Sports betting site DraftKings has promised to reimburse an undisclosed number of customers after they lost $300,000 through a suspected credential stuffing campaign.
A statement from the firm’s co-founder, Paul Liberman, late yesterday noted that some customers had experienced “irregular activity” with their accounts.
“We currently believe that the login information of these customers was compromised on other websites and then used to access their DraftKings accounts where they used the same login information,” it continued.
“We have seen no evidence to suggest that DraftKings’ systems were breached to obtain this information.”
That would seem to indicate classic credential stuffing attacks, where threat actors buy up username/password combos from underground breach sites, feed them into automated tools and try them en masse across the internet, to see where they’ve been reused by individuals.
Liberman said he would “make whole” any customer that was impacted, although the firm presumably has no liability in this case.

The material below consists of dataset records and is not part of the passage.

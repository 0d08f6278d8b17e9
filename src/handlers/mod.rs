//! Handler system for Switchyard.
//!
//! Handlers hold the per-type business logic. The [`Handler`] trait is the
//! contract every one of them implements, and [`HandlerRegistry`] maps each
//! [`EventKind`] to exactly one handler.
//!
//! ## Contract
//!
//! - Return `Ok(HandlerResult)` on success, `Err(HandlerError)` on failure.
//!   A failure is retried with backoff and dead-lettered once retries run out.
//! - Delivery is at-least-once: the same event may be handled more than once,
//!   so handlers must be idempotent.
//! - A handler may be cancelled by the per-invocation timeout, so it must not
//!   leave shared state half-updated across an `.await`.
//!
//! ## Creating Custom Handlers
//!
//! ```rust,ignore
//! use switchyard::{Event, Handler, HandlerError, HandlerResult};
//! use async_trait::async_trait;
//!
//! struct DeployNotifier;
//!
//! #[async_trait]
//! impl Handler for DeployNotifier {
//!     fn name(&self) -> &str {
//!         "deploy-notifier"
//!     }
//!
//!     async fn handle(&self, event: &Event) -> Result<HandlerResult, HandlerError> {
//!         Ok(HandlerResult::success(self.name(), "notified"))
//!     }
//! }
//! ```

pub mod log;

use crate::event::{Event, EventKind};
use async_trait::async_trait;
use std::collections::HashMap;
use std::sync::Arc;
use thiserror::Error;
use tracing::debug;

pub use self::log::LogHandler;

/// Errors a handler can report.
///
/// The `Display` output becomes the dead-letter `failureReason`, so
/// [`HandlerError::Failed`] renders the message unchanged.
#[derive(Error, Debug)]
pub enum HandlerError {
    #[error("{0}")]
    Failed(String),

    /// The invocation exceeded the configured handler timeout.
    #[error("handler timed out after {0}ms")]
    Timeout(u64),

    #[error("serialization error: {0}")]
    Serialization(#[from] serde_json::Error),
}

impl HandlerError {
    pub fn failed(message: impl Into<String>) -> Self {
        HandlerError::Failed(message.into())
    }
}

/// Result of a successful handler invocation.
#[derive(Debug, Clone)]
pub struct HandlerResult {
    pub handler_name: String,

    pub message: String,

    pub metadata: Option<serde_json::Value>,
}

impl HandlerResult {
    pub fn success(handler_name: &str, message: impl Into<String>) -> Self {
        Self {
            handler_name: handler_name.to_string(),
            message: message.into(),
            metadata: None,
        }
    }

    pub fn with_metadata(
        handler_name: &str,
        message: impl Into<String>,
        metadata: serde_json::Value,
    ) -> Self {
        Self {
            handler_name: handler_name.to_string(),
            message: message.into(),
            metadata: Some(metadata),
        }
    }
}

/// The core Handler trait.
///
/// Handlers must be `Send + Sync`; they are shared by the consumer loops.
#[async_trait]
pub trait Handler: Send + Sync {
    /// Short name used in logs (e.g. "log", "health").
    fn name(&self) -> &str;

    async fn handle(&self, event: &Event) -> Result<HandlerResult, HandlerError>;
}

/// Maps each event kind to its handler.
#[derive(Clone, Default)]
pub struct HandlerRegistry {
    handlers: HashMap<EventKind, Arc<dyn Handler>>,
}

impl HandlerRegistry {
    pub fn new() -> Self {
        Self::default()
    }

    /// Register `handler` for `kind`, replacing any previous binding.
    pub fn register(&mut self, kind: EventKind, handler: Arc<dyn Handler>) {
        debug!(
            event_type = %kind,
            handler = %handler.name(),
            "Registering handler"
        );
        self.handlers.insert(kind, handler);
    }

    pub fn get(&self, kind: EventKind) -> Option<Arc<dyn Handler>> {
        self.handlers.get(&kind).cloned()
    }

    pub fn contains(&self, kind: EventKind) -> bool {
        self.handlers.contains_key(&kind)
    }

    pub fn len(&self) -> usize {
        self.handlers.len()
    }

    pub fn is_empty(&self) -> bool {
        self.handlers.is_empty()
    }

    /// Event kinds with no registered handler.
    pub fn unhandled_kinds(&self) -> Vec<EventKind> {
        EventKind::ALL
            .into_iter()
            .filter(|kind| !self.handlers.contains_key(kind))
            .collect()
    }
}

#[cfg(test)]
mod tests {
    use super::*;
    use serde_json::json;

    struct TestHandler;

    #[async_trait]
    impl Handler for TestHandler {
        fn name(&self) -> &str {
            "test"
        }

        async fn handle(&self, _event: &Event) -> Result<HandlerResult, HandlerError> {
            Ok(HandlerResult::success("test", "Test executed"))
        }
    }

    #[test]
    fn test_registry() {
        let mut registry = HandlerRegistry::new();
        assert!(registry.is_empty());

        registry.register(EventKind::Build, Arc::new(TestHandler));

        assert!(registry.contains(EventKind::Build));
        assert!(registry.get(EventKind::Build).is_some());
        assert!(registry.get(EventKind::Deploy).is_none());
        assert_eq!(registry.len(), 1);
        assert_eq!(registry.unhandled_kinds().len(), EventKind::ALL.len() - 1);
    }

    #[test]
    fn test_register_replaces() {
        let mut registry = HandlerRegistry::new();
        registry.register(EventKind::Test, Arc::new(TestHandler));
        registry.register(EventKind::Test, Arc::new(LogHandler::new()));

        assert_eq!(registry.len(), 1);
        assert_eq!(registry.get(EventKind::Test).unwrap().name(), "log");
    }

    #[test]
    fn test_failed_message_is_verbatim() {
        let error = HandlerError::failed("disk full");
        assert_eq!(error.to_string(), "disk full");
        assert_eq!(
            HandlerError::Timeout(250).to_string(),
            "handler timed out after 250ms"
        );
    }

    #[test]
    fn test_handler_result() {
        let result = HandlerResult::success("test", "Done");
        assert_eq!(result.handler_name, "test");
        assert!(result.metadata.is_none());

        let with_meta = HandlerResult::with_metadata("test", "Done", json!({"count": 42}));
        assert!(with_meta.metadata.is_some());
    }
}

However, the company does appear to have been slow to respond to customer complaints, which in turn may have enabled the threat actors to make off with more customer funds from bank accounts linked to their DraftKings accounts.
It appears that, once they had hijacked these accounts, the cyber-criminals changed the passwords and enabled two-factor authentication (2FA) for a phone number in their possession, locking out the legitimate customer.
“Messaged the ‘24/7’ support team multiple times as my money was being stolen,” said one angry customer on Twitter. “Could have easily been stopped in real time as I identified the scam immediately, but no one was there on the two busiest sports betting days of the week.”
Liberman urged customers to use unique passwords on all sites they login to across the web, and not to share these credentials with any third parties. However, he omitted to mention the importance of switching on 2FA, which adds an extra layer of protection from credential stuffing attacks.